To aid her role in land use planning, Rachel Liu, Manager in MND’s Strategic Planning Division, needs all the tools and experience she can get in order to make the best decisions. BrightSparks sits down with Rachel, a graduate of Cornell University, where she shares how MND’s EDGE Scholarship programme has benefitted her and what makes her job so fulfilling.
When did you develop an interest in urban development?
In school, I was interested in architecture and social issues. After my post-secondary education at Raffles Institution, I took a gap year and interned at various government agencies, architecture firms, a think-tank, and a private developer, which helped me find some grounding and context for my interests. It was through these experiences that I discovered my interest in urban studies. That also led me to the MND scholarship, where I could see change happening at the policy level.
MND EDGE Scholarship
Manager, Strategic Planning Division
Bachelor of Science with Honors in Urban and Regional Studies – Cornell University
Can you elaborate on your roles and responsibilities in MND’s Strategic Planning Division?

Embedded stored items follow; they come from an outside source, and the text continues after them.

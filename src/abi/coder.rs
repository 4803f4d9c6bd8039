//! Composite coders built from resolved type trees.

use std::fmt;

use crate::logging::debug;
use crate::matchers::{array_length, string_length, SwayType};
use crate::resolver::ResolvedType;

use super::buffer::{read_word, tail, WORD_SIZE};
use super::dynamic::{ByteCoder, DynamicLengthCoder};
use super::number::UintWidth;
use super::CodecError;

/// Encoder/decoder for one concrete type.
///
/// Built once per resolved type by [`Coder::from_resolved`]; every type the
/// coder can meet is known at that point, so unsupported types fail there
/// rather than while processing values.
#[derive(Debug, Clone, PartialEq, Eq)]
pub enum Coder {
    /// `()`: zero bytes.
    Empty,
    /// One byte, 0 or 1.
    Bool,
    /// Big-endian unsigned integer.
    Uint(UintWidth),
    B256,
    B512,
    /// `str[N]`: exactly N UTF-8 bytes.
    Str(usize),
    Array {
        element: Box<Coder>,
        length: usize,
    },
    Tuple(Vec<Coder>),
    Struct {
        name: String,
        fields: Vec<(String, Coder)>,
    },
    /// Enum, option or result: one discriminant word, then the payload.
    Enum {
        name: String,
        variants: Vec<(String, Coder)>,
    },
    /// Element count word, then each element.
    Vector(Box<Coder>),
    /// Byte length word, then raw bytes.
    Bytes,
    /// Byte length word, then UTF-8 bytes.
    StdString,
}

impl Coder {
    /// Compose a coder for a fully resolved type tree.
    pub fn from_resolved(ty: &ResolvedType) -> Result<Self, CodecError> {
        let category = ty
            .category()
            .ok_or_else(|| CodecError::UnsupportedType(ty.type_name.clone()))?;

        let coder = match category {
            SwayType::Empty => Coder::Empty,
            SwayType::Bool => Coder::Bool,
            SwayType::U8 => Coder::Uint(UintWidth::U8),
            SwayType::U16 => Coder::Uint(UintWidth::U16),
            SwayType::U32 => Coder::Uint(UintWidth::U32),
            SwayType::U64 | SwayType::RawUntypedPtr => Coder::Uint(UintWidth::U64),
            SwayType::U256 => Coder::Uint(UintWidth::U256),
            SwayType::B256 => Coder::B256,
            SwayType::B512 => Coder::B512,
            SwayType::String => Coder::Str(
                string_length(&ty.type_name)
                    .ok_or_else(|| CodecError::UnsupportedType(ty.type_name.clone()))?,
            ),
            SwayType::Array => Coder::Array {
                element: Box::new(Self::from_resolved(element_type(ty)?)?),
                length: array_length(&ty.type_name)
                    .ok_or_else(|| CodecError::UnsupportedType(ty.type_name.clone()))?,
            },
            SwayType::Tuple => Coder::Tuple(
                ty.components()
                    .iter()
                    .map(|c| Self::from_resolved(&c.ty))
                    .collect::<Result<_, _>>()?,
            ),
            SwayType::Struct | SwayType::AssetId | SwayType::EvmAddress => Coder::Struct {
                name: ty.type_name.clone(),
                fields: named_components(ty)?,
            },
            SwayType::Option | SwayType::Result | SwayType::Enum => Coder::Enum {
                name: ty.type_name.clone(),
                variants: named_components(ty)?,
            },
            SwayType::Vector => Coder::Vector(Box::new(Self::from_resolved(element_type(ty)?)?)),
            SwayType::Bytes | SwayType::RawUntypedSlice => Coder::Bytes,
            SwayType::StdString => Coder::StdString,
            SwayType::Generic => {
                return Err(CodecError::UnsupportedType(format!(
                    "unbound generic parameter `{}`",
                    ty.type_name
                )));
            }
        };

        debug!(type_name = %ty.type_name, category = %category, "built coder");
        Ok(coder)
    }

    /// Byte length of every encoding, if it does not depend on the value.
    pub fn fixed_length(&self) -> Option<usize> {
        match self {
            Coder::Empty => Some(0),
            Coder::Bool => Some(1),
            Coder::Uint(width) => Some(width.encoded_length()),
            Coder::B256 => Some(32),
            Coder::B512 => Some(64),
            Coder::Str(len) => Some(*len),
            Coder::Array { element, length } => element.fixed_length()?.checked_mul(*length),
            Coder::Tuple(items) => sum_fixed(items.iter()),
            Coder::Struct { fields, .. } => sum_fixed(fields.iter().map(|(_, c)| c)),
            Coder::Enum { variants, .. } => {
                let mut lengths = variants.iter().map(|(_, c)| c.fixed_length());
                let first = lengths.next().flatten()?;
                if lengths.all(|len| len == Some(first)) {
                    first.checked_add(WORD_SIZE)
                } else {
                    None
                }
            }
            Coder::Vector(_) | Coder::Bytes | Coder::StdString => None,
        }
    }

    /// Whether the encoding length depends on the value.
    pub fn is_dynamic(&self) -> bool {
        self.fixed_length().is_none()
    }

    /// Number of bytes the encoded value at the start of `data` occupies.
    ///
    /// Walks length prefixes and discriminants without building values, so a
    /// caller can split a buffer of concatenated encodings. Fails with
    /// `BufferTooSmall` whenever [`Coder::decode_prefix`] would run out of
    /// input on the same bytes.
    pub fn encoded_length(&self, data: &[u8]) -> Result<usize, CodecError> {
        if let Some(len) = self.fixed_length() {
            return within(len, data);
        }
        let len = match self {
            Coder::Bytes | Coder::StdString => ByteCoder::encoded_length(data)?,
            Coder::Vector(element) => {
                let count = DynamicLengthCoder::decode(data)?;
                match element.fixed_length() {
                    Some(width) => usize::try_from(count)
                        .ok()
                        .and_then(|count| count.checked_mul(width))
                        .and_then(|payload| payload.checked_add(WORD_SIZE))
                        .ok_or_else(|| overflow(data))?,
                    None => {
                        let mut offset = WORD_SIZE;
                        for _ in 0..count {
                            offset = advance(offset, element, data)?;
                        }
                        offset
                    }
                }
            }
            Coder::Array { element, length } => {
                sum_lengths(std::iter::repeat_n(&**element, *length), data)?
            }
            Coder::Tuple(items) => sum_lengths(items.iter(), data)?,
            Coder::Struct { fields, .. } => sum_lengths(fields.iter().map(|(_, c)| c), data)?,
            Coder::Enum { variants, .. } => {
                let (_, variant) = select_variant(variants, read_word(data, 0)?)?;
                advance(WORD_SIZE, variant, data)?
            }
            fixed => fixed.fixed_length().unwrap_or_default(),
        };
        within(len, data)
    }
}

/// The variant selected by an encoded discriminant.
pub(super) fn select_variant(
    variants: &[(String, Coder)],
    discriminant: u64,
) -> Result<&(String, Coder), CodecError> {
    usize::try_from(discriminant)
        .ok()
        .and_then(|idx| variants.get(idx))
        .ok_or(CodecError::InvalidDiscriminant {
            discriminant,
            num_variants: variants.len(),
        })
}

fn element_type(ty: &ResolvedType) -> Result<&ResolvedType, CodecError> {
    ty.components()
        .first()
        .map(|c| &c.ty)
        .ok_or_else(|| CodecError::UnsupportedType(format!("{} has no element type", ty.type_name)))
}

fn named_components(ty: &ResolvedType) -> Result<Vec<(String, Coder)>, CodecError> {
    ty.components()
        .iter()
        .map(|c| Ok((c.name.clone(), Coder::from_resolved(&c.ty)?)))
        .collect()
}

fn sum_fixed<'c>(mut coders: impl Iterator<Item = &'c Coder>) -> Option<usize> {
    coders.try_fold(0usize, |acc, c| acc.checked_add(c.fixed_length()?))
}

fn sum_lengths<'c>(mut coders: impl Iterator<Item = &'c Coder>, data: &[u8]) -> Result<usize, CodecError> {
    coders.try_fold(0, |offset, coder| advance(offset, coder, data))
}

/// Offset just past the value `coder` finds at `offset`.
fn advance(offset: usize, coder: &Coder, data: &[u8]) -> Result<usize, CodecError> {
    let len = coder.encoded_length(tail(data, offset)?)?;
    offset.checked_add(len).ok_or_else(|| overflow(data))
}

fn within(len: usize, data: &[u8]) -> Result<usize, CodecError> {
    if len > data.len() {
        return Err(CodecError::BufferTooSmall {
            needed: len,
            available: data.len(),
        });
    }
    Ok(len)
}

fn overflow(data: &[u8]) -> CodecError {
    CodecError::BufferTooSmall {
        needed: usize::MAX,
        available: data.len(),
    }
}

impl fmt::Display for Coder {
    fn fmt(&self, f: &mut fmt::Formatter<'_>) -> fmt::Result {
        match self {
            Coder::Empty => f.write_str("()"),
            Coder::Bool => f.write_str("bool"),
            Coder::Uint(width) => f.write_str(width.name()),
            Coder::B256 => f.write_str("b256"),
            Coder::B512 => f.write_str("B512"),
            Coder::Str(len) => write!(f, "str[{len}]"),
            Coder::Array { element, length } => write!(f, "[{element}; {length}]"),
            Coder::Tuple(items) => {
                f.write_str("(")?;
                for (i, item) in items.iter().enumerate() {
                    if i > 0 {
                        f.write_str(", ")?;
                    }
                    write!(f, "{item}")?;
                }
                f.write_str(")")
            }
            Coder::Struct { name, .. } | Coder::Enum { name, .. } => f.write_str(name),
            Coder::Vector(element) => write!(f, "Vec<{element}>"),
            Coder::Bytes => f.write_str("Bytes"),
            Coder::StdString => f.write_str("String"),
        }
    }
}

I work on a range of portfolios, handling policy on matters relating to land use. My job is a balance of regulation and aspiration. Part of my work is to ensure that land and space in Singapore are used in accordance with the Government’s plans in a fair and consistent manner. Another part of my work is more aspirational – to set the direction for Singapore’s growth for the next 10, 20, 50 years – and then putting in place the policy structures to help us get there.

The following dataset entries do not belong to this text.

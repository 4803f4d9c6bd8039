//! Property-based tests for coder round-trips and wire invariants.
//!
//! These tests verify that decode(encode(x)) == x for random inputs.

use proptest::prelude::*;
use sway_abi_coder::abi::{DynamicLengthCoder, UintWidth};
use sway_abi_coder::{coder_for_type, AbiSpecification, AbiValue, CodecError, Coder, U256};

const FIXTURE: &str = include_str!("fixtures/types.json");

/// Helper to build the coder for a concrete type of the fixture ABI
fn coder(concrete_type_id: &str) -> Result<Coder, anyhow::Error> {
    let abi = AbiSpecification::from_json(FIXTURE)?;
    Ok(coder_for_type(&abi, concrete_type_id)?)
}

fn u256() -> impl Strategy<Value = U256> {
    any::<[u8; 32]>().prop_map(U256::from_be_bytes)
}

fn point() -> impl Strategy<Value = AbiValue> {
    (any::<u8>(), any::<u8>())
        .prop_map(|(a, b)| AbiValue::structure([("a", AbiValue::U8(a)), ("b", AbiValue::U8(b))]))
}

proptest! {
    #[test]
    fn roundtrip_u16(val in any::<u16>()) {
        let coder = coder("u16").unwrap();
        let bytes = coder.encode(&AbiValue::U16(val)).unwrap();
        prop_assert_eq!(&bytes, &val.to_be_bytes().to_vec());
        prop_assert_eq!(coder.decode(&bytes).unwrap(), AbiValue::U16(val));
    }

    #[test]
    fn roundtrip_u64(val in any::<u64>()) {
        let coder = coder("u64").unwrap();
        let bytes = coder.encode(&AbiValue::U64(val)).unwrap();
        prop_assert_eq!(bytes.len(), 8);
        prop_assert_eq!(coder.decode(&bytes).unwrap(), AbiValue::U64(val));
    }

    #[test]
    fn roundtrip_u256(val in u256()) {
        let coder = coder("u256").unwrap();
        let bytes = coder.encode(&AbiValue::U256(val)).unwrap();
        prop_assert_eq!(&bytes, &val.to_be_bytes().to_vec());
        prop_assert_eq!(coder.decode(&bytes).unwrap(), AbiValue::U256(val));
    }

    #[test]
    fn u32_rejects_values_above_max(val in (u64::from(u32::MAX) + 1)..=u64::MAX) {
        let coder = coder("u32").unwrap();
        let result = coder.encode(&AbiValue::U64(val));
        let is_range_error = matches!(result, Err(CodecError::ValueOutOfRange { ty: "u32", .. }));
        prop_assert!(is_range_error);
    }

    #[test]
    fn roundtrip_vector_of_points(items in prop::collection::vec(point(), 0..16)) {
        let coder = coder("vec_point").unwrap();
        let value = AbiValue::Vector(items.clone());
        let bytes = coder.encode(&value).unwrap();
        prop_assert_eq!(DynamicLengthCoder::decode(&bytes).unwrap(), items.len() as u64);
        prop_assert_eq!(coder.encoded_length(&bytes).unwrap(), bytes.len());
        prop_assert_eq!(coder.decode(&bytes).unwrap(), value);
    }

    #[test]
    fn byte_prefix_is_payload_length(data in prop::collection::vec(any::<u8>(), 0..64)) {
        let coder = coder("bytes").unwrap();
        let bytes = coder.encode(&AbiValue::Bytes(data.clone())).unwrap();
        prop_assert_eq!(DynamicLengthCoder::decode(&bytes).unwrap(), data.len() as u64);
        prop_assert_eq!(bytes.len(), 8 + data.len());
        prop_assert_eq!(coder.decode(&bytes).unwrap(), AbiValue::Bytes(data));
    }

    #[test]
    fn roundtrip_std_string(s in ".{0,32}") {
        let coder = coder("std_string").unwrap();
        let value = AbiValue::StdString(s.clone());
        let bytes = coder.encode(&value).unwrap();
        prop_assert_eq!(DynamicLengthCoder::decode(&bytes).unwrap(), s.len() as u64);
        prop_assert_eq!(coder.decode(&bytes).unwrap(), value);
    }

    #[test]
    fn roundtrip_option_u32(val in prop::option::of(any::<u32>())) {
        let coder = coder("option_u32").unwrap();
        let value = match val {
            Some(v) => AbiValue::some(AbiValue::U32(v)),
            None => AbiValue::none(),
        };
        let bytes = coder.encode(&value).unwrap();
        prop_assert_eq!(coder.encoded_length(&bytes).unwrap(), bytes.len());
        prop_assert_eq!(coder.decode(&bytes).unwrap(), value);
    }

    #[test]
    fn roundtrip_json(a in any::<u8>(), b in any::<u8>()) {
        let coder = coder("point").unwrap();
        let value = AbiValue::structure([("a", AbiValue::U8(a)), ("b", AbiValue::U8(b))]);
        let json = value.to_json();
        prop_assert_eq!(coder.value_from_json(&json).unwrap(), value);
    }
}

#[test]
fn test_width_boundaries() -> Result<(), anyhow::Error> {
    let cases = [
        (UintWidth::U8, "u8"),
        (UintWidth::U16, "u16"),
        (UintWidth::U32, "u32"),
        (UintWidth::U64, "u64"),
        (UintWidth::U256, "u256"),
    ];
    for (width, id) in cases {
        let coder = coder(id)?;
        let len = width.encoded_length();
        assert_eq!(coder.encode(&AbiValue::U256(U256::ZERO))?, vec![0; len]);
        assert_eq!(coder.encode(&AbiValue::U256(width.max()))?, vec![0xff; len]);
        if width != UintWidth::U256 {
            assert!(coder.encode(&AbiValue::U256(width.max() + U256::ONE)).is_err());
        }
    }
    Ok(())
}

What are the greatest rewards and challenges of your job?
In my role, it’s clear how far-sightedness forms the bedrock of our policy-making. At the same time, much of the work we do has dynamic, short-term impact. On both sides, I’ve been able to see that change can happen, which makes the work exciting and rewarding.
As this is my first job, it can be a little intimidating to interact with people who are much more experienced. A lot of my initial concerns were about adjusting to my first job and learning how to operate effectively.

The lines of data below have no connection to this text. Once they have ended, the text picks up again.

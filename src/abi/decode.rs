//! Bytes to native values.

use crate::config::CoderOptions;

use super::buffer::{read_array, read_byte, read_slice, read_word, tail, WORD_SIZE};
use super::coder::select_variant;
use super::number::{decode_uint, UintWidth};
use super::{AbiValue, CodecError, Coder};

impl Coder {
    /// Decode one value from the start of `data`, ignoring trailing bytes.
    pub fn decode(&self, data: &[u8]) -> Result<AbiValue, CodecError> {
        self.decode_prefix(data).map(|(value, _)| value)
    }

    /// Decode one value and report how many bytes it occupied.
    pub fn decode_prefix(&self, data: &[u8]) -> Result<(AbiValue, usize), CodecError> {
        self.decode_with(data, &CoderOptions::default())
    }

    /// Like [`Coder::decode_prefix`], with explicit limits on length prefixes.
    pub fn decode_with(
        &self,
        data: &[u8],
        options: &CoderOptions,
    ) -> Result<(AbiValue, usize), CodecError> {
        self.decode_at(data, 0, options)
    }

    fn decode_at(
        &self,
        data: &[u8],
        offset: usize,
        options: &CoderOptions,
    ) -> Result<(AbiValue, usize), CodecError> {
        match self {
            Coder::Empty => Ok((AbiValue::Unit, 0)),
            Coder::Bool => match read_byte(data, offset)? {
                0 => Ok((AbiValue::Bool(false), 1)),
                1 => Ok((AbiValue::Bool(true), 1)),
                other => Err(CodecError::InvalidBool(other)),
            },
            Coder::Uint(width) => {
                let value = match width {
                    UintWidth::U8 => AbiValue::U8(read_byte(data, offset)?),
                    UintWidth::U16 => AbiValue::U16(u16::from_be_bytes(read_array(data, offset)?)),
                    UintWidth::U32 => AbiValue::U32(u32::from_be_bytes(read_array(data, offset)?)),
                    UintWidth::U64 => AbiValue::U64(read_word(data, offset)?),
                    UintWidth::U256 => AbiValue::U256(decode_uint(tail(data, offset)?, *width)?),
                };
                Ok((value, width.encoded_length()))
            }
            Coder::B256 => Ok((AbiValue::B256(read_array(data, offset)?), 32)),
            Coder::B512 => Ok((AbiValue::B512(read_array(data, offset)?), 64)),
            Coder::Str(len) => {
                let bytes = read_slice(data, offset, *len)?;
                let s = std::str::from_utf8(bytes).map_err(|_| CodecError::InvalidUtf8)?;
                Ok((AbiValue::Str(s.to_string()), *len))
            }
            Coder::Array { element, length } => {
                let (items, used) = decode_sequence(
                    std::iter::repeat_n(&**element, *length),
                    data,
                    offset,
                    options,
                )?;
                Ok((AbiValue::Array(items), used))
            }
            Coder::Tuple(coders) => {
                let (items, used) = decode_sequence(coders.iter(), data, offset, options)?;
                Ok((AbiValue::Tuple(items), used))
            }
            Coder::Struct { fields, .. } => {
                let (items, used) =
                    decode_sequence(fields.iter().map(|(_, c)| c), data, offset, options)?;
                let values = fields.iter().map(|(n, _)| n.clone()).zip(items).collect();
                Ok((AbiValue::Struct(values), used))
            }
            Coder::Enum { variants, .. } => {
                let discriminant = read_word(data, offset)?;
                let (name, coder) = select_variant(variants, discriminant)?;
                let (value, used) = coder.decode_at(data, offset + WORD_SIZE, options)?;
                Ok((AbiValue::variant(name.clone(), value), WORD_SIZE + used))
            }
            Coder::Vector(element) => {
                let announced = read_word(data, offset)?;
                let count = checked_length(announced, options)?;
                let start = offset + WORD_SIZE;
                match element.fixed_length() {
                    Some(0) => {
                        let limit = options.max_zero_sized_elements;
                        if announced > limit {
                            return Err(CodecError::LengthLimitExceeded {
                                length: announced,
                                limit,
                            });
                        }
                    }
                    // Reject counts the buffer cannot back before allocating.
                    Some(width) => {
                        read_slice(data, start, count.saturating_mul(width))?;
                    }
                    None => {}
                }
                let (items, used) = decode_sequence(
                    std::iter::repeat_n(&**element, count),
                    data,
                    start,
                    options,
                )?;
                Ok((AbiValue::Vector(items), WORD_SIZE + used))
            }
            Coder::Bytes => {
                let bytes = decode_bytes(data, offset, options)?;
                Ok((AbiValue::Bytes(bytes.to_vec()), WORD_SIZE + bytes.len()))
            }
            Coder::StdString => {
                let bytes = decode_bytes(data, offset, options)?;
                let s = std::str::from_utf8(bytes).map_err(|_| CodecError::InvalidUtf8)?;
                Ok((AbiValue::StdString(s.to_string()), WORD_SIZE + bytes.len()))
            }
        }
    }
}

fn decode_sequence<'c>(
    coders: impl Iterator<Item = &'c Coder>,
    data: &[u8],
    offset: usize,
    options: &CoderOptions,
) -> Result<(Vec<AbiValue>, usize), CodecError> {
    let mut items = Vec::new();
    let mut pos = offset;
    for coder in coders {
        let (value, used) = coder.decode_at(data, pos, options)?;
        items.push(value);
        pos += used;
    }
    Ok((items, pos - offset))
}

fn decode_bytes<'d>(
    data: &'d [u8],
    offset: usize,
    options: &CoderOptions,
) -> Result<&'d [u8], CodecError> {
    let len = checked_length(read_word(data, offset)?, options)?;
    read_slice(data, offset + WORD_SIZE, len)
}

fn checked_length(length: u64, options: &CoderOptions) -> Result<usize, CodecError> {
    if length > options.max_dynamic_length {
        return Err(CodecError::LengthLimitExceeded {
            length,
            limit: options.max_dynamic_length,
        });
    }
    usize::try_from(length).map_err(|_| CodecError::LengthLimitExceeded {
        length,
        limit: options.max_dynamic_length,
    })
}

#[cfg(test)]
mod tests {
    use super::*;

    #[test]
    fn test_u16_decoding() {
        let coder = Coder::Uint(UintWidth::U16);
        assert_eq!(coder.decode_prefix(&[0, 255]).unwrap(), (AbiValue::U16(255), 2));
        assert_eq!(coder.decode(&[0, 0, 9, 9]).unwrap(), AbiValue::U16(0));
    }

    #[test]
    fn test_bool_rejects_other_bytes() {
        assert_eq!(Coder::Bool.decode(&[1]).unwrap(), AbiValue::Bool(true));
        assert_eq!(Coder::Bool.decode(&[2]), Err(CodecError::InvalidBool(2)));
    }

    #[test]
    fn test_struct_decoding() {
        let coder = Coder::Struct {
            name: "struct Point".into(),
            fields: vec![
                ("a".into(), Coder::Uint(UintWidth::U8)),
                ("b".into(), Coder::Uint(UintWidth::U8)),
            ],
        };
        let (value, used) = coder.decode_prefix(&[1, 2, 3]).unwrap();
        assert_eq!(used, 2);
        assert_eq!(value.field("a"), Some(&AbiValue::U8(1)));
        assert_eq!(value.field("b"), Some(&AbiValue::U8(2)));
    }

    #[test]
    fn test_enum_bad_discriminant() {
        let coder = Coder::Enum {
            name: "enum Color".into(),
            variants: vec![("Red".into(), Coder::Empty), ("Green".into(), Coder::Empty)],
        };
        assert_eq!(
            coder.decode(&[0, 0, 0, 0, 0, 0, 0, 1]).unwrap(),
            AbiValue::variant("Green", AbiValue::Unit)
        );
        assert_eq!(
            coder.decode(&[0, 0, 0, 0, 0, 0, 0, 5]),
            Err(CodecError::InvalidDiscriminant {
                discriminant: 5,
                num_variants: 2
            })
        );
    }

    #[test]
    fn test_vector_of_u16() {
        let coder = Coder::Vector(Box::new(Coder::Uint(UintWidth::U16)));
        let data = [0, 0, 0, 0, 0, 0, 0, 2, 0, 1, 0, 2];
        assert_eq!(
            coder.decode_prefix(&data).unwrap(),
            (AbiValue::Vector(vec![AbiValue::U16(1), AbiValue::U16(2)]), 12)
        );
    }

    #[test]
    fn test_vector_count_larger_than_buffer() {
        let coder = Coder::Vector(Box::new(Coder::Uint(UintWidth::U64)));
        let data = [0, 0, 0, 0, 0, 1, 0, 0];
        assert!(matches!(
            coder.decode(&data),
            Err(CodecError::BufferTooSmall { .. })
        ));
    }

    #[test]
    fn test_length_limit() {
        let options = CoderOptions {
            max_dynamic_length: 4,
            ..CoderOptions::default()
        };
        let data = [0, 0, 0, 0, 0, 0, 0, 5, 1, 2, 3, 4, 5];
        assert_eq!(
            Coder::Bytes.decode_with(&data, &options),
            Err(CodecError::LengthLimitExceeded { length: 5, limit: 4 })
        );
        assert_eq!(
            Coder::Bytes.decode(&data).unwrap(),
            AbiValue::Bytes(vec![1, 2, 3, 4, 5])
        );
    }

    #[test]
    fn test_zero_sized_elements_are_capped() {
        let coder = Coder::Vector(Box::new(Coder::Empty));
        let data = (10u64 * 1024 * 1024).to_be_bytes();
        assert_eq!(
            coder.decode(&data),
            Err(CodecError::LengthLimitExceeded {
                length: 10 * 1024 * 1024,
                limit: 4096
            })
        );
        assert_eq!(
            coder.decode_prefix(&3u64.to_be_bytes()).unwrap(),
            (AbiValue::Vector(vec![AbiValue::Unit; 3]), 8)
        );
    }

    #[test]
    fn test_std_string_invalid_utf8() {
        let data = [0, 0, 0, 0, 0, 0, 0, 1, 0xff];
        assert_eq!(Coder::StdString.decode(&data), Err(CodecError::InvalidUtf8));
    }

    #[test]
    fn test_truncated_input() {
        assert_eq!(
            Coder::B256.decode(&[0; 31]),
            Err(CodecError::BufferTooSmall {
                needed: 32,
                available: 31
            })
        );
    }

    #[test]
    fn test_encoded_length_matches_decode() {
        let coder = Coder::Tuple(vec![
            Coder::StdString,
            Coder::Vector(Box::new(Coder::Bytes)),
            Coder::Uint(UintWidth::U8),
        ]);
        let value = AbiValue::Tuple(vec![
            AbiValue::StdString("hey".into()),
            AbiValue::Vector(vec![AbiValue::Bytes(vec![1]), AbiValue::Bytes(vec![])]),
            AbiValue::U8(3),
        ]);
        let mut bytes = coder.encode(&value).unwrap();
        let len = bytes.len();
        bytes.extend_from_slice(&[0xaa; 4]);
        assert_eq!(coder.encoded_length(&bytes).unwrap(), len);
        assert_eq!(coder.decode_prefix(&bytes).unwrap(), (value, len));
    }
}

How has the MND EDGE Scholarship benefitted you?
I attended a four-year liberal arts programme where we could take classes from different colleges and piece together our own experience of college. This is reflective of my interest in urban planning, where you can study in so many different areas that are still relevant in informing your perspective of the built and natural environments. Examples include the practice-based semester I spent in New York learning urban design, where we worked with communities, practitioners, and city officials. I also studied architectural history in Rome, conservation biology in Brazil for a summer, and another summer as a horticultural intern at the Cornell Botanic Gardens.
Living and working in such varied environments has made me more open-minded. It has also made me appreciate new environments and the dynamics of different societies. Coming back, it is easier to recognise how diverse perspectives shape our environment. This is reflected in how the various roles of the MND family come together. It also extends to the work of agencies in other parts of Government, and of other private sector and community stakeholders. The scholarship has provided me with the experiences, as a student and in my career, to learn how these roles matter, and to discover that vision is important to find meaning and be effective in the role that each of us play.